La promesse est tenue d’un voyage en musique autour de la terre, du Liechtenstein au Bangladesh en passant par la Chine, le Mexique, l’Arctique, éprouvant le vent et arpentant la savane, rencontrant même un dictateur…
Se voulant comique, la prestation des trois musiciens se situe loin du loufoque Bobby Lapointe, subtil et original dont l’influence est pourtant très visible. Ces 50 minutes sont musicalement variées et bien exécutées, mais les liaisons entre les chansonsqui accumulent les clichés sont laborieuses avec les sempiternelles caricatures de l’école : 
la maîtresse disgracieuse-qui-n’aime-pas- les-enfants et le bon élève insupportable qui veut être le chef, sauf que celui qui le malmène est bien plus autoritaire : toute ressemblance… En voyant ces deux spectacles à une semaine d’intervalle, cette production française m’a parue encore plus déclamatoire et démagogique. Un spectacle engagé pour des adultes aussi lourd soit-il, ne me gène pas, comptant sur l’expérience, le sens critique du public ; vis à vis des enfants, je suis mal à l’aise comme lorsqu’ils utilisés comme porteurs de pancartes dans les manifs.

samedi 17 novembre 2018

Un monde à portée de main. Maylis de Kerangal.

Le charme et la force de l’auteur de « Réparer les vivants » continuent à faire leurs effets
http://blog-de-guy.blogspot.com/2015/10/reparer-les-vivants-maylis-de-kerangal.html alors je me suis précipité sur les 285 pages de son nouveau roman documenté qui a mis quatre ans pour voir le jour.
 « …blanc de zinc, noir de vigne, orange de chrome, bleu de cobalt, alizarine cramoisie, vert de vessie et jaune de cadmium… » 
Le monde des peintres de trompe-l’œil décrit avec la minutie habituelle de l’écrivaine en chef peut sembler très spécial : nous passons d’une école Bruxelloise à divers chantiers en Russie, à Cinecitta , à Lascaux. Et grâce à l’élégance de l’écriture et l’empathie de l’auteur avec ses personnages, nous  retournons à l’enfance de l’art, pénétrons au cœur de notre temps, des images, du roman, du réel, des passions.
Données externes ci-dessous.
//! Terminal request handlers.

use crate::request::Request;
use crate::response::Response;
use http::StatusCode;
use std::future::Future;
use std::pin::Pin;

/// A boxed future, the output type of dynamic async traits.
pub type BoxFuture<'a, T> = Pin<Box<dyn Future<Output = T> + Send + 'a>>;

/// The terminal stage of a request chain.
///
/// A handler turns a request into a [`Response`]. It has no failure mode:
/// errors are expressed as error responses (see
/// [`error_response`](crate::error_response)), and panics are caught by the
/// chain driver and reported as `500 Internal Server Error`.
pub trait Handler: Send + Sync + 'static {
    /// Handles one request.
    fn handle<'a>(&'a self, request: &'a mut dyn Request) -> BoxFuture<'a, Response>;
}

/// Adapts a closure into a [`Handler`].
///
/// # Example
///
/// ```
/// use http::StatusCode;
/// use portico_core::{FnHandler, Response};
///
/// let handler = FnHandler::new(|_req| {
///     Box::pin(async { Response::new(StatusCode::OK, "hello") })
/// });
/// ```
pub struct FnHandler<F> {
    f: F,
}

impl<F> FnHandler<F>
where
    F: for<'a> Fn(&'a mut dyn Request) -> BoxFuture<'a, Response> + Send + Sync + 'static,
{
    /// Wraps a closure as a handler.
    #[must_use]
    pub fn new(f: F) -> Self {
        Self { f }
    }
}

impl<F> Handler for FnHandler<F>
where
    F: for<'a> Fn(&'a mut dyn Request) -> BoxFuture<'a, Response> + Send + Sync + 'static,
{
    fn handle<'a>(&'a self, request: &'a mut dyn Request) -> BoxFuture<'a, Response> {
        (self.f)(request)
    }
}

/// A liveness handler that always answers `200 OK` with `pong`.
#[derive(Debug, Clone, Copy, Default)]
pub struct Ping;

impl Handler for Ping {
    fn handle<'a>(&'a self, _request: &'a mut dyn Request) -> BoxFuture<'a, Response> {
        Box::pin(async { Response::new(StatusCode::OK, "pong") })
    }
}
Et du fracas ! 
Le rappel d’un évènement qui a modifié ma vision du monde m’a fait un effet de flash, mais je ne peux le divulguer, pour que le lecteur ait une révélation semblable à la mienne. 
Quelques  lignes suffisent pour donner une profondeur supplémentaire à une histoire d’amour qui va finir par se parer de tous les atours de la peinture :
 « comme s’ils se peignaient l’un l’autre, comme s’ils étaient devenus des pinceaux et s’estompaient, se frottaient, se râpaient, se calquaient, relevant les veines bleues et les grains de beauté, les plis de l’aine et l’intérieur des genoux… »
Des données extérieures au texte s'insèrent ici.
//! Hyper bindings for the request and response contracts.

use bytes::{Bytes, BytesMut};
use http::header::HeaderMap;
use http::StatusCode;
use http_body_util::Full;
use portico_core::{Context, Param, Request};
use portico_middleware::ResponseWriter;

/// A received HTTP request bound to the [`Request`] contract.
///
/// Built by the server after routing: the body has already been collected,
/// path parameters extracted against the matched template, and the query
/// string percent-decoded.
#[derive(Debug)]
pub struct HttpRequest {
    context: Context,
    declared_path: String,
    params: Vec<Param>,
    queries: Vec<(String, String)>,
    headers: HeaderMap,
    body: Option<Bytes>,
}

impl HttpRequest {
    /// Binds a received request.
    ///
    /// `declared_path` is the route template the request matched and
    /// `params` the values extracted from the concrete path.
    #[must_use]
    pub fn new(
        parts: &http::request::Parts,
        body: Bytes,
        declared_path: impl Into<String>,
        params: Vec<Param>,
    ) -> Self {
        Self {
            context: Context::new(),
            declared_path: declared_path.into(),
            params,
            queries: parse_query(parts.uri.query().unwrap_or("")),
            headers: parts.headers.clone(),
            body: Some(body),
        }
    }
}

impl Request for HttpRequest {
    fn context(&self) -> &Context {
        &self.context
    }

    fn apply(&mut self, context: Context) {
        self.context = context;
    }

    fn declared_path(&self) -> &str {
        &self.declared_path
    }

    fn param(&self, name: &str) -> Option<&str> {
        self.params
            .iter()
            .find(|p| p.key() == name)
            .map(Param::value)
    }

    fn params(&self) -> &[Param] {
        &self.params
    }

    fn query(&self, name: &str) -> Option<&str> {
        self.queries
            .iter()
            .find(|(k, _)| k == name)
            .map(|(_, v)| v.as_str())
    }

    fn queries(&self) -> &[(String, String)] {
        &self.queries
    }

    fn headers(&self) -> &HeaderMap {
        &self.headers
    }

    fn take_body(&mut self) -> Option<Bytes> {
        self.body.take()
    }
}

/// Decodes a raw query string into ordered key/value pairs.
///
/// Pairs that fail percent-decoding are kept verbatim rather than dropped.
fn parse_query(raw: &str) -> Vec<(String, String)> {
    raw.split('&')
        .filter(|pair| !pair.is_empty())
        .map(|pair| {
            let (key, value) = pair.split_once('=').unwrap_or((pair, ""));
            (decode_component(key), decode_component(value))
        })
        .collect()
}

fn decode_component(raw: &str) -> String {
    urlencoding::decode(raw).map_or_else(|_| raw.to_string(), |s| s.into_owned())
}

/// A [`ResponseWriter`] backed by an in-memory buffer, converted into a
/// hyper response once the chain has run.
#[derive(Debug)]
pub struct BufferedWriter {
    status: StatusCode,
    headers: HeaderMap,
    body: BytesMut,
}

impl BufferedWriter {
    /// Creates an untouched writer.
    #[must_use]
    pub fn new() -> Self {
        Self {
            status: StatusCode::OK,
            headers: HeaderMap::new(),
            body: BytesMut::new(),
        }
    }

    /// Consumes the writer into the hyper response to send.
    #[must_use]
    pub fn into_http(self) -> http::Response<Full<Bytes>> {
        let mut response = http::Response::new(Full::new(self.body.freeze()));
        *response.status_mut() = self.status;
        *response.headers_mut() = self.headers;
        response
    }
}

impl Default for BufferedWriter {
    fn default() -> Self {
        Self::new()
    }
}

impl ResponseWriter for BufferedWriter {
    fn status(&self) -> StatusCode {
        self.status
    }

    fn set_status(&mut self, status: StatusCode) {
        if !self.body_started() {
            self.status = status;
        }
    }

    fn headers(&self) -> &HeaderMap {
        &self.headers
    }

    fn headers_mut(&mut self) -> &mut HeaderMap {
        &mut self.headers
    }

    fn write_body(&mut self, chunk: &[u8]) {
        self.body.extend_from_slice(chunk);
    }

    fn body_started(&self) -> bool {
        !self.body.is_empty()
    }
}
Le scénario sans aspérité permet de mieux percevoir l’intensité d'une quête de la vérité par trois jeunes. Leurs mœurs peuvent dérouter les vieux papas, mais ceux-ci se rassureront en considérant la finesse que leurs enfants mettent en œuvre pour aborder la vie.
« Paula commence à peindre, condense en un seul geste la somme des récits et la somme des images, un mouvement ample comme un lasso et précis comme une flèche, car l'écaille de la tortue contient à présent bien autre chose qu'elle-même, ramasse les genoux écorchés d'une fillette de cinq ans, le danger, une île au fond du Pacifique, le bruit d'un œuf qui se lézarde, la vanité d'un roi, un marin portugais qui croque un rat, la chevelure ondoyante d'une actrice de cinéma, un écrivain à la pêche, la masse du temps et sous des langes brodés, un bébé royal endormi au fond d'une carapace comme dans un nid fabuleux. »
Pour qui aime la peinture et la littérature, qui ont décidément à voir ensemble, le plaisir sera double.